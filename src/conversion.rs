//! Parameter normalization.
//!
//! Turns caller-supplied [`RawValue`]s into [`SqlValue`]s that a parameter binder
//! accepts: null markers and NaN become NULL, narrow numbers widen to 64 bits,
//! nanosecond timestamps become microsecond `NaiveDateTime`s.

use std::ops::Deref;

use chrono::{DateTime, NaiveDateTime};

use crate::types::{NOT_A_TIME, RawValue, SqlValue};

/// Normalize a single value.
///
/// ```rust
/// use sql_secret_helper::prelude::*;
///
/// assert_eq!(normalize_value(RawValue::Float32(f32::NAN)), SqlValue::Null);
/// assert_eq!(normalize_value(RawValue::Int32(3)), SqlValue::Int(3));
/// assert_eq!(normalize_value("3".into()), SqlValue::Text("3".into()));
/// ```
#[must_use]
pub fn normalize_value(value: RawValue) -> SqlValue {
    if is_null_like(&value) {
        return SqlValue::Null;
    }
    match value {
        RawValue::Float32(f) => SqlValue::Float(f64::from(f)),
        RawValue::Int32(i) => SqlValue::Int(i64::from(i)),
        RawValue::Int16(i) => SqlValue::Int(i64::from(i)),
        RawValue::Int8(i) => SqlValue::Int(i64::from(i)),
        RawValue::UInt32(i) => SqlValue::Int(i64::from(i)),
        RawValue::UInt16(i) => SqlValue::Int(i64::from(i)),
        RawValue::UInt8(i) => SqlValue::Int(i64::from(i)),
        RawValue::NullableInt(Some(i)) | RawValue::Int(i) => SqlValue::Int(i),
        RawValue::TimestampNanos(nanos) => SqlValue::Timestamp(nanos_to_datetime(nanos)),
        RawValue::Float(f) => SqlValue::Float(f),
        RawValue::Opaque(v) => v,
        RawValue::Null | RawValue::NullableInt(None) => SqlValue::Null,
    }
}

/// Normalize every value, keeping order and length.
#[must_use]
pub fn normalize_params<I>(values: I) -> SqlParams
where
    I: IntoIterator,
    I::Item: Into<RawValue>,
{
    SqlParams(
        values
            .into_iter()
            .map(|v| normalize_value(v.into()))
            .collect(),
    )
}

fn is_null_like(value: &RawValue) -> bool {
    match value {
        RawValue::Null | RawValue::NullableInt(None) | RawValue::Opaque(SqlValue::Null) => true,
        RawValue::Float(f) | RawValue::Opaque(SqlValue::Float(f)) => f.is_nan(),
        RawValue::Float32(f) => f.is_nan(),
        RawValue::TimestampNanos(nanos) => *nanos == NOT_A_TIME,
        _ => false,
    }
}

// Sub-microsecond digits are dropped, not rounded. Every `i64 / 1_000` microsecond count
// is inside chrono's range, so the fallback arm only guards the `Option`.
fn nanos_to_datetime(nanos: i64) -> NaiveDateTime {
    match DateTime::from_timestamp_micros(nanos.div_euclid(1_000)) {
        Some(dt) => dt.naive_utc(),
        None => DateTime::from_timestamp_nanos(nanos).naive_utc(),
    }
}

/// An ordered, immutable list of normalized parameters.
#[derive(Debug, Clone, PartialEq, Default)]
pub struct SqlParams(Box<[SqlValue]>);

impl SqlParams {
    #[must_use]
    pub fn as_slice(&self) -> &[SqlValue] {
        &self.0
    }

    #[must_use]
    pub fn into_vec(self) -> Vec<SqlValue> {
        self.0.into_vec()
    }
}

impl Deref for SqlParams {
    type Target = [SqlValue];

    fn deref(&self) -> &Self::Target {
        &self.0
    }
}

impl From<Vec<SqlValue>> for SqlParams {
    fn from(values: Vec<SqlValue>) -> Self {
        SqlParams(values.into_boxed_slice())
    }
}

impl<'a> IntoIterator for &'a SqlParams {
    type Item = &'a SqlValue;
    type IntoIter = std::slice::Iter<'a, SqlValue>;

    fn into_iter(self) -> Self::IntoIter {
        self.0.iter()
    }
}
-------
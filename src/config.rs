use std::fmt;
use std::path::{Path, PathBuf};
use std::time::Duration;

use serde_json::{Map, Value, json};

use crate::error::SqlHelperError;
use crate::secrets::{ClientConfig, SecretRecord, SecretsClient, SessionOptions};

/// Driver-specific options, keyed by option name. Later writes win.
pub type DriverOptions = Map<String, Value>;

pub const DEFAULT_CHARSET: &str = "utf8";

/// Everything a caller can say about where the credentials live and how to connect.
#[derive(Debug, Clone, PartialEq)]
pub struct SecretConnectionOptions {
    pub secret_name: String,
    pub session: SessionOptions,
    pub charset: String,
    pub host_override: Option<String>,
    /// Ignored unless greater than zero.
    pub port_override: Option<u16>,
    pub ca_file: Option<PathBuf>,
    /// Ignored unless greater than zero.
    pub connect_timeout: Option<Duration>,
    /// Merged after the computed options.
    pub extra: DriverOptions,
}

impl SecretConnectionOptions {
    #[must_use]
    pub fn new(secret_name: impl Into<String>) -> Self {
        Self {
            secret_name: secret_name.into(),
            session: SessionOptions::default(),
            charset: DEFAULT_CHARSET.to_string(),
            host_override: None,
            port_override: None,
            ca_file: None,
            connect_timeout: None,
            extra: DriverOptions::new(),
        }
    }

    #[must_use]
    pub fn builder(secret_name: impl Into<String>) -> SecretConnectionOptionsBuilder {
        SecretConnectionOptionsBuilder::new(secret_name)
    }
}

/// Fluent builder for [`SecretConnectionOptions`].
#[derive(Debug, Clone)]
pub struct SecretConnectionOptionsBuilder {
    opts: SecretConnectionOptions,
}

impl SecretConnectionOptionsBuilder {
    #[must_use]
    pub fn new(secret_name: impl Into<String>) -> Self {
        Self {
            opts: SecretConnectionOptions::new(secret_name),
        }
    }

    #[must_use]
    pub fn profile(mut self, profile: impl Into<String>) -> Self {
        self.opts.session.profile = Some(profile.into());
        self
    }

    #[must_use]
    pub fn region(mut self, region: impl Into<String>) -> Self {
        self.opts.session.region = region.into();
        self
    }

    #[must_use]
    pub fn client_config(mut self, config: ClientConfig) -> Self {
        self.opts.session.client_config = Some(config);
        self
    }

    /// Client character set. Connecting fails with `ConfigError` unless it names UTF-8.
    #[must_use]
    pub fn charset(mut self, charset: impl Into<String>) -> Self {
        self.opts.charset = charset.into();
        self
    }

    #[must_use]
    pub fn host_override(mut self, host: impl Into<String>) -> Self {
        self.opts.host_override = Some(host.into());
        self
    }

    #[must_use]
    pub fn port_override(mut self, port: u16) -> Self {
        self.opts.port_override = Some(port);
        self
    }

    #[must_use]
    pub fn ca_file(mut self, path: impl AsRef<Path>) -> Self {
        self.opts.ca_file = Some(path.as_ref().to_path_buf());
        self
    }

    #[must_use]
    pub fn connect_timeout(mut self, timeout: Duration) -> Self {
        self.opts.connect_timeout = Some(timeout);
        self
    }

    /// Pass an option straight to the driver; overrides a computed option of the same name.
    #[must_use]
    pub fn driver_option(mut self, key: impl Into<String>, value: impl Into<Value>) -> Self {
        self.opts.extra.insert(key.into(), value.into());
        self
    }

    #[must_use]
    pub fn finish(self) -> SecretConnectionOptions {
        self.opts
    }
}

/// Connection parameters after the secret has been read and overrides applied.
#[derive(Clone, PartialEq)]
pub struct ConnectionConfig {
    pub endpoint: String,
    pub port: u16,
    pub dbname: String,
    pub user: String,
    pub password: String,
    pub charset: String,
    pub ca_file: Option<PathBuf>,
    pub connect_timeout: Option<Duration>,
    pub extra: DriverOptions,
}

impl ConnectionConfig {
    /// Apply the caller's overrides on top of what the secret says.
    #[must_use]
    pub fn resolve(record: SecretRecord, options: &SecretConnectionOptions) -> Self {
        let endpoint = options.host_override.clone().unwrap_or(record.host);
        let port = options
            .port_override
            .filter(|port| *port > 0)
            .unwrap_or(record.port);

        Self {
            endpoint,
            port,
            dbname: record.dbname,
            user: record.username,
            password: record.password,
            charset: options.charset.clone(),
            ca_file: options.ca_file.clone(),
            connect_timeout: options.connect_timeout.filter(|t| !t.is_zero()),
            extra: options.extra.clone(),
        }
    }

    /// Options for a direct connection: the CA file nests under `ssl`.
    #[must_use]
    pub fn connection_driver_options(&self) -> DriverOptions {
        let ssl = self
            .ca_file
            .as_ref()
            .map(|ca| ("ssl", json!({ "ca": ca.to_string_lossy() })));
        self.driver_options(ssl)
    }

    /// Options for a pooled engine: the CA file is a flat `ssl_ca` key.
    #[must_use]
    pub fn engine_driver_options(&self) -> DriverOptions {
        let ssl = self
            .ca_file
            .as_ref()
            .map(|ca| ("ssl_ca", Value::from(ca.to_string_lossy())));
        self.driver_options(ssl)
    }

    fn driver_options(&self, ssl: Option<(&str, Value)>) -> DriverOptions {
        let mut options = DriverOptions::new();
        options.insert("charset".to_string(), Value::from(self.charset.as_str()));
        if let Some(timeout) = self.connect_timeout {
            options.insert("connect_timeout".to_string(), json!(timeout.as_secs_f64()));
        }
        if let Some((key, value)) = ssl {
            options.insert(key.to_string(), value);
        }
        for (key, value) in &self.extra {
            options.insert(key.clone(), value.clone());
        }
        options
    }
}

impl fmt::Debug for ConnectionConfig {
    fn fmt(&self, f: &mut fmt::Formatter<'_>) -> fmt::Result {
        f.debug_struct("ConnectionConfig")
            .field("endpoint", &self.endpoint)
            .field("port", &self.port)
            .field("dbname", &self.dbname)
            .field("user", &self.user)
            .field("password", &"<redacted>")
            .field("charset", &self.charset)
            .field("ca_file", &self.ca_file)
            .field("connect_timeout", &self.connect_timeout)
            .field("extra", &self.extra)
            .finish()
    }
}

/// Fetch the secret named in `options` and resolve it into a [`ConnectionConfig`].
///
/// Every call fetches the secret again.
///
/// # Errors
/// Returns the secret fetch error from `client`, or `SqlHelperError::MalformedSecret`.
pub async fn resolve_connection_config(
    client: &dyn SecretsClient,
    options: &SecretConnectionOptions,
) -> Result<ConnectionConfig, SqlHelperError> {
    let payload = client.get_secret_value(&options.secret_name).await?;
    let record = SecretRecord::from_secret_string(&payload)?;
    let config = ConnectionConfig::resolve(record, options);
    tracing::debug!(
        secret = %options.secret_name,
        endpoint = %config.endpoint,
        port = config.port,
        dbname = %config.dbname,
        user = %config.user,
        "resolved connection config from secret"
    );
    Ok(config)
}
-------
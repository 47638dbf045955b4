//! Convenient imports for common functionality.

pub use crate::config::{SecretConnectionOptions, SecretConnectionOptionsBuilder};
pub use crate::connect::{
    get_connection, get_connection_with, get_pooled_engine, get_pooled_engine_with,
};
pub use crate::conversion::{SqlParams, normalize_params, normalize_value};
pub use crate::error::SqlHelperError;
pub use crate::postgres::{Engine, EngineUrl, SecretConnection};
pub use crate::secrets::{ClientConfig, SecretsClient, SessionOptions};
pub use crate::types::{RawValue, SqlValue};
-------
**Try it**. Every line with the string "IntoIterator" in the material should be returned.

**Answer to this exercise**.
    I: IntoIterator,
impl<'a> IntoIterator for &'a SqlParams {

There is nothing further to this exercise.